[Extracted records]
■ ■ ■ ■

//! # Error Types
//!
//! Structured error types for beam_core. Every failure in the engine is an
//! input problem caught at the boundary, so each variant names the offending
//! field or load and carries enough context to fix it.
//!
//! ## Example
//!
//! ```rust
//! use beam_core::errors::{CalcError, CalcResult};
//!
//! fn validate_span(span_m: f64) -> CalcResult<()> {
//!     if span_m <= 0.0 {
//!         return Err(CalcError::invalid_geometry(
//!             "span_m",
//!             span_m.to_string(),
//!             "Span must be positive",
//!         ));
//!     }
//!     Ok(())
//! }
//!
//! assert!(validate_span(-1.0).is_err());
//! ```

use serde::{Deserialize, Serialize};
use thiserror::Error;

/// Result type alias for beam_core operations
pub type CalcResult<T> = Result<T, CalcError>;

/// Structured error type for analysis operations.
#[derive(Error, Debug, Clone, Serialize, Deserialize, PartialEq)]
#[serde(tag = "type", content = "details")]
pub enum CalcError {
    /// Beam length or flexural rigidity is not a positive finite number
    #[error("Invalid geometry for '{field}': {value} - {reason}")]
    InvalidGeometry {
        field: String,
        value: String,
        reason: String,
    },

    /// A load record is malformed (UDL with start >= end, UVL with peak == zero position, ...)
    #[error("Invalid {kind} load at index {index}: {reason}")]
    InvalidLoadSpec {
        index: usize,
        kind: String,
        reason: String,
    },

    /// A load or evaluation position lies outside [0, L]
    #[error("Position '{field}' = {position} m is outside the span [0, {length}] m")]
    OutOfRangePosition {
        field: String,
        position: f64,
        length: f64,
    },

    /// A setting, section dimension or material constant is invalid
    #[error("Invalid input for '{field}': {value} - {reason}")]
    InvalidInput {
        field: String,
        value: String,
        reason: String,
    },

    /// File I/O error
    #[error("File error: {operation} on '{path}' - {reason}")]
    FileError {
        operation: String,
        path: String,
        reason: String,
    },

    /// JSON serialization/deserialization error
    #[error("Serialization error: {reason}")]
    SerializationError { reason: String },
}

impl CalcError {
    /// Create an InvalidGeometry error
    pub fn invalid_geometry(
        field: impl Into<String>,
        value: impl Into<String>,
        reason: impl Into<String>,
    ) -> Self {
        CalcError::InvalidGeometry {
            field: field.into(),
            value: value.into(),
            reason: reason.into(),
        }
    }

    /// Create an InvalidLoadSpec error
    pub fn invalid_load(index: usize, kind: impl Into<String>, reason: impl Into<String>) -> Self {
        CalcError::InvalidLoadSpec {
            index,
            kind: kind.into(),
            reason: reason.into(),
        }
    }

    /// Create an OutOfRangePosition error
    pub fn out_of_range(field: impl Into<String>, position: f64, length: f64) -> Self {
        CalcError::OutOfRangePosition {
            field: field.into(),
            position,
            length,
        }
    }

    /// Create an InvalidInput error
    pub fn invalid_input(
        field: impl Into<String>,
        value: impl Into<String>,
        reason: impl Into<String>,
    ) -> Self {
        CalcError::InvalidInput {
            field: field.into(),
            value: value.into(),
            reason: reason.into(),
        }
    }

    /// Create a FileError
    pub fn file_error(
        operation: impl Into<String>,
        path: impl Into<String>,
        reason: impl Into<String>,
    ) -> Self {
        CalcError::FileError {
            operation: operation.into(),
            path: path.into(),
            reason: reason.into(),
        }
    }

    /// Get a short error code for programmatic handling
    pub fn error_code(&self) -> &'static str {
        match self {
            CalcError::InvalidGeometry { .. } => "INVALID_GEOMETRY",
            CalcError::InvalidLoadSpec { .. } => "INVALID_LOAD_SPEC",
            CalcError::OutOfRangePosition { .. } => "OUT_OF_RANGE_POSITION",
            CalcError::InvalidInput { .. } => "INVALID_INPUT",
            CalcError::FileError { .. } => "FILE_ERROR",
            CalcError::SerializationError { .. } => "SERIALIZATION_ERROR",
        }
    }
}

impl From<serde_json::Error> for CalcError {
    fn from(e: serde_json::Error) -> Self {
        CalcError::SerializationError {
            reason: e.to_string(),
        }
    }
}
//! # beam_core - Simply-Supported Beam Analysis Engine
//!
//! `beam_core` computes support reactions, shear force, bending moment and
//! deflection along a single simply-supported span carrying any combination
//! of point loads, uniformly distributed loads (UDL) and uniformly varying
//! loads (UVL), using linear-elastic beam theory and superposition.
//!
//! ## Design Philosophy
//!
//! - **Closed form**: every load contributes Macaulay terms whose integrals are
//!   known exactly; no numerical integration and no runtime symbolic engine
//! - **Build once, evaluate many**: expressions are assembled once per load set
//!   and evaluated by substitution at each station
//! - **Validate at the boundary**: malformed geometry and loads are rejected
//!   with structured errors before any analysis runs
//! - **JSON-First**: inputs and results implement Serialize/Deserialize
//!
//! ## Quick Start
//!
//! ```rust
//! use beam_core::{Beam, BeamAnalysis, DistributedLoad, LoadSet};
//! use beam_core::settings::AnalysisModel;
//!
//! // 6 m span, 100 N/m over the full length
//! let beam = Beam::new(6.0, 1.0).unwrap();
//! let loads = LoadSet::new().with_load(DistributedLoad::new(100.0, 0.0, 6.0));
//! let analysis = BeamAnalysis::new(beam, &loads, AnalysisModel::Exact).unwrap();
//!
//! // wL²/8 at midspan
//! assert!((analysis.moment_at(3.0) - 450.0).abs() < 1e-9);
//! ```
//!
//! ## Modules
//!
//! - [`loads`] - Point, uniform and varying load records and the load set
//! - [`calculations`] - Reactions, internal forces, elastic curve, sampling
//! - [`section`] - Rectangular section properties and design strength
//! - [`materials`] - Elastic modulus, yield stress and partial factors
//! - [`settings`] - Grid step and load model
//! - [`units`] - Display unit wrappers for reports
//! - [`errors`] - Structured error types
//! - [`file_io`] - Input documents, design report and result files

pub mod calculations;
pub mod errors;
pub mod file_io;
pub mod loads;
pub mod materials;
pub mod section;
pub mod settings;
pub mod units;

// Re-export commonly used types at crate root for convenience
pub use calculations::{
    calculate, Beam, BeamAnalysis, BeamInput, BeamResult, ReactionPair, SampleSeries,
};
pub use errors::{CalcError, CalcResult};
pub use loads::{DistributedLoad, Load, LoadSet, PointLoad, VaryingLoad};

■ ■ ■ ■

# [Requirement]
Some lines in the data above hold the string "InvalidLoadSpec". Find and copy each of them.

# [Result]
    InvalidLoadSpec {
    /// Create an InvalidLoadSpec error
        CalcError::InvalidLoadSpec {
            CalcError::InvalidLoadSpec { .. } => "INVALID_LOAD_SPEC",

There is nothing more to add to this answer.